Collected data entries

━━━━━━━━━━

use core::fmt;

macro_rules! object_types {
    ($($variant:ident = $value:literal => $name:literal,)+) => {
        /// BACnet object types.
        ///
        /// Standard types from the 2012 revision are named variants; anything
        /// else, including vendor types from 128 upwards, is
        /// [`Other`](Self::Other).
        #[derive(Debug, Clone, Copy, PartialEq, Eq, Hash)]
        #[cfg_attr(feature = "serde", derive(serde::Serialize, serde::Deserialize))]
        pub enum ObjectType {
            $($variant,)+
            Other(u16),
        }

        impl ObjectType {
            pub const fn to_u16(self) -> u16 {
                match self {
                    $(Self::$variant => $value,)+
                    Self::Other(v) => v,
                }
            }

            pub const fn from_u16(value: u16) -> Self {
                match value {
                    $($value => Self::$variant,)+
                    v => Self::Other(v),
                }
            }

            /// Standard hyphenated name, e.g. `analog-input`.
            pub const fn name(self) -> Option<&'static str> {
                match self {
                    $(Self::$variant => Some($name),)+
                    Self::Other(_) => None,
                }
            }

            /// Looks up a standard type by its hyphenated name.
            pub fn from_name(name: &str) -> Option<Self> {
                match name {
                    $($name => Some(Self::$variant),)+
                    _ => None,
                }
            }
        }
    };
}

object_types! {
    AnalogInput = 0 => "analog-input",
    AnalogOutput = 1 => "analog-output",
    AnalogValue = 2 => "analog-value",
    BinaryInput = 3 => "binary-input",
    BinaryOutput = 4 => "binary-output",
    BinaryValue = 5 => "binary-value",
    Calendar = 6 => "calendar",
    Command = 7 => "command",
    Device = 8 => "device",
    EventEnrollment = 9 => "event-enrollment",
    File = 10 => "file",
    Group = 11 => "group",
    Loop = 12 => "loop",
    MultiStateInput = 13 => "multi-state-input",
    MultiStateOutput = 14 => "multi-state-output",
    NotificationClass = 15 => "notification-class",
    Program = 16 => "program",
    Schedule = 17 => "schedule",
    Averaging = 18 => "averaging",
    MultiStateValue = 19 => "multi-state-value",
    TrendLog = 20 => "trend-log",
}

impl fmt::Display for ObjectType {
    fn fmt(&self, f: &mut fmt::Formatter<'_>) -> fmt::Result {
        match self.name() {
            Some(name) => f.write_str(name),
            None => write!(f, "object-type-{}", self.to_u16()),
        }
    }
}

#[cfg(test)]
mod tests {
    use super::ObjectType;

    #[test]
    fn numeric_codes_are_stable() {
        for value in 0u16..=30 {
            assert_eq!(ObjectType::from_u16(value).to_u16(), value);
        }
        assert_eq!(ObjectType::MultiStateValue.to_u16(), 19);
    }

    #[test]
    fn names_resolve() {
        assert_eq!(
            ObjectType::from_name("binary-input"),
            Some(ObjectType::BinaryInput)
        );
        assert_eq!(ObjectType::Device.name(), Some("device"));
        assert_eq!(ObjectType::Other(600).name(), None);
        assert_eq!(ObjectType::from_name("BinaryInput"), None);
    }

    #[test]
    fn unnamed_types_display_their_code() {
        assert_eq!(ObjectType::Other(130).to_string(), "object-type-130");
    }
}
use super::Indication;
use crate::response::{ElementResult, MultipleAck, ObjectResults, ServiceResponse};
use bacpot_core::services::read_property_multiple::{
    PropertyAccessError, PropertyReference, ReadPropertyMultipleRequest,
};
use bacpot_core::types::{ErrorClass, ErrorCode, PropertyId};
use bacpot_device::{ReadError, Target};

/// Reads every referenced property of every specified object.
///
/// Failures are reported per element; this service never answers with an
/// Error PDU.
pub fn handle<'a>(
    request: &ReadPropertyMultipleRequest,
    indication: &Indication<'a>,
) -> ServiceResponse<'a> {
    let Some(invoke_id) = indication.invoke_id else {
        return ServiceResponse::NoReply;
    };

    let results = request
        .specs
        .iter()
        .map(|spec| match indication.device.find_object(spec.object_id) {
            Some(target) => ObjectResults {
                object_id: target.id(),
                elements: spec
                    .properties
                    .iter()
                    .flat_map(|reference| read_reference(target, *reference))
                    .collect(),
            },
            None => {
                log::info!(
                    "read-property-multiple from {}: unknown object {}",
                    indication.source,
                    spec.object_id
                );
                ObjectResults {
                    object_id: spec.object_id,
                    elements: spec
                        .properties
                        .iter()
                        .map(|reference| ElementResult {
                            property_id: reference.property_id,
                            array_index: reference.array_index,
                            result: Err(PropertyAccessError::new(
                                ErrorClass::Object,
                                ErrorCode::UnknownObject,
                            )),
                        })
                        .collect(),
                }
            }
        })
        .collect();

    ServiceResponse::ReadPropertyMultipleAck(MultipleAck {
        invoke_id,
        max_apdu: indication.max_apdu,
        results,
    })
}

fn read_reference(target: Target<'_>, reference: PropertyReference) -> Vec<ElementResult<'_>> {
    if reference.property_id.is_selector() {
        return read_selector(target, reference.property_id);
    }

    let result = match target.read_property(reference.property_id, reference.array_index) {
        Ok(value) => Ok(value),
        Err(ReadError::UnknownProperty(_)) => return Vec::new(),
        Err(err) => Err(PropertyAccessError::new(err.error_class(), err.error_code())),
    };
    vec![ElementResult {
        property_id: reference.property_id,
        array_index: reference.array_index,
        result,
    }]
}

/// Expands `all`, `required` or `optional` over the object's schema.
/// `property-list` is never part of the expansion, and properties the object
/// does not carry are left out.
fn read_selector(target: Target<'_>, selector: PropertyId) -> Vec<ElementResult<'_>> {
    target
        .schema()
        .properties
        .iter()
        .filter(|spec| spec.id != PropertyId::PropertyList)
        .filter(|spec| match selector {
            PropertyId::Required => spec.required,
            PropertyId::Optional => !spec.required,
            _ => true,
        })
        .filter_map(|spec| {
            let result = match target.read_property(spec.id, None) {
                Ok(value) => Ok(value),
                Err(ReadError::UnknownProperty(_)) => return None,
                Err(err) => Err(PropertyAccessError::new(err.error_class(), err.error_code())),
            };
            Some(ElementResult {
                property_id: spec.id,
                array_index: None,
                result,
            })
        })
        .collect()
}

#[cfg(test)]
mod tests {
    use super::handle;
    use crate::handlers::fixtures::{reference_device, requester};
    use crate::handlers::Indication;
    use crate::response::{MultipleAck, ServiceResponse};
    use crate::transmit::MAX_APDU_LEN;
    use bacpot_core::services::read_property_multiple::{
        PropertyAccessError, PropertyReference, ReadAccessSpecification,
        ReadPropertyMultipleRequest,
    };
    use bacpot_core::types::{ErrorClass, ErrorCode, ObjectId, ObjectType, PropertyId};
    use bacpot_device::{Device, PropertyValue};

    fn run<'a>(device: &'a Device, specs: Vec<ReadAccessSpecification>) -> MultipleAck<'a> {
        let indication = Indication {
            device,
            source: requester(),
            invoke_id: Some(4),
            max_apdu: MAX_APDU_LEN,
        };
        match handle(&ReadPropertyMultipleRequest { specs }, &indication) {
            ServiceResponse::ReadPropertyMultipleAck(ack) => ack,
            other => panic!("unexpected {other:?}"),
        }
    }

    fn spec(object_id: ObjectId, properties: &[PropertyId]) -> ReadAccessSpecification {
        ReadAccessSpecification {
            object_id,
            properties: properties
                .iter()
                .map(|id| PropertyReference::new(*id))
                .collect(),
        }
    }

    #[test]
    fn single_properties_skip_unknown_property() {
        let device = reference_device();
        let ack = run(
            &device,
            vec![spec(
                ObjectId::new(ObjectType::AnalogInput, 14),
                &[PropertyId::PresentValue, PropertyId::Description],
            )],
        );
        assert_eq!(ack.invoke_id, 4);
        let elements = &ack.results[0].elements;
        assert_eq!(elements.len(), 1);
        assert_eq!(elements[0].property_id, PropertyId::PresentValue);
        assert_eq!(
            elements[0].result.as_deref(),
            Ok(&PropertyValue::Real(68.0))
        );
    }

    #[test]
    fn unknown_object_marks_every_reference() {
        let device = reference_device();
        let missing = ObjectId::new(ObjectType::AnalogValue, 7);
        let ack = run(
            &device,
            vec![spec(missing, &[PropertyId::PresentValue, PropertyId::Units])],
        );
        assert_eq!(ack.results[0].object_id, missing);
        for element in &ack.results[0].elements {
            assert_eq!(
                element.result,
                Err(PropertyAccessError::new(
                    ErrorClass::Object,
                    ErrorCode::UnknownObject
                ))
            );
        }
    }

    #[test]
    fn all_selector_walks_schema_without_property_list() {
        let device = reference_device();
        let ack = run(
            &device,
            vec![spec(ObjectId::new(ObjectType::AnalogInput, 14), &[PropertyId::All])],
        );
        let ids: Vec<_> = ack.results[0]
            .elements
            .iter()
            .map(|element| element.property_id)
            .collect();
        assert_eq!(
            ids,
            vec![
                PropertyId::ObjectIdentifier,
                PropertyId::ObjectName,
                PropertyId::ObjectType,
                PropertyId::PresentValue,
                PropertyId::StatusFlags,
                PropertyId::EventState,
                PropertyId::OutOfService,
                PropertyId::Units,
            ]
        );
    }

    #[test]
    fn optional_selector_only_reports_configured_properties() {
        let device = reference_device();
        let ack = run(
            &device,
            vec![spec(ObjectId::new(ObjectType::AnalogInput, 14), &[PropertyId::Optional])],
        );
        assert!(ack.results[0].elements.is_empty());
    }

    #[test]
    fn wildcard_device_and_object_list_element() {
        let device = reference_device();
        let ack = run(
            &device,
            vec![ReadAccessSpecification {
                object_id: ObjectId::new(ObjectType::Device, ObjectId::WILDCARD_INSTANCE),
                properties: vec![
                    PropertyReference {
                        property_id: PropertyId::ObjectList,
                        array_index: Some(2),
                    },
                    PropertyReference {
                        property_id: PropertyId::ObjectList,
                        array_index: Some(7),
                    },
                ],
            }],
        );
        assert_eq!(
            ack.results[0].object_id,
            ObjectId::new(ObjectType::Device, 36113)
        );
        let elements = &ack.results[0].elements;
        assert_eq!(
            elements[0].result.as_deref(),
            Ok(&PropertyValue::ObjectId(ObjectId::new(
                ObjectType::BinaryInput,
                12
            )))
        );
        assert_eq!(
            elements[1].result,
            Err(PropertyAccessError::new(
                ErrorClass::Property,
                ErrorCode::InvalidArrayIndex
            ))
        );
    }
}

━━━━━━━━━━

## Task directions
Give back, word for word, only the lines above from the line holding "pub fn from_name(name: &str)" to the line holding "Calendar = 6", both included.

## Task solution
            pub fn from_name(name: &str) -> Option<Self> {
                match name {
                    $($name => Some(Self::$variant),)+
                    _ => None,
                }
            }
        }
    };
}

object_types! {
    AnalogInput = 0 => "analog-input",
    AnalogOutput = 1 => "analog-output",
    AnalogValue = 2 => "analog-value",
    BinaryInput = 3 => "binary-input",
    BinaryOutput = 4 => "binary-output",
    BinaryValue = 5 => "binary-value",
    Calendar = 6 => "calendar",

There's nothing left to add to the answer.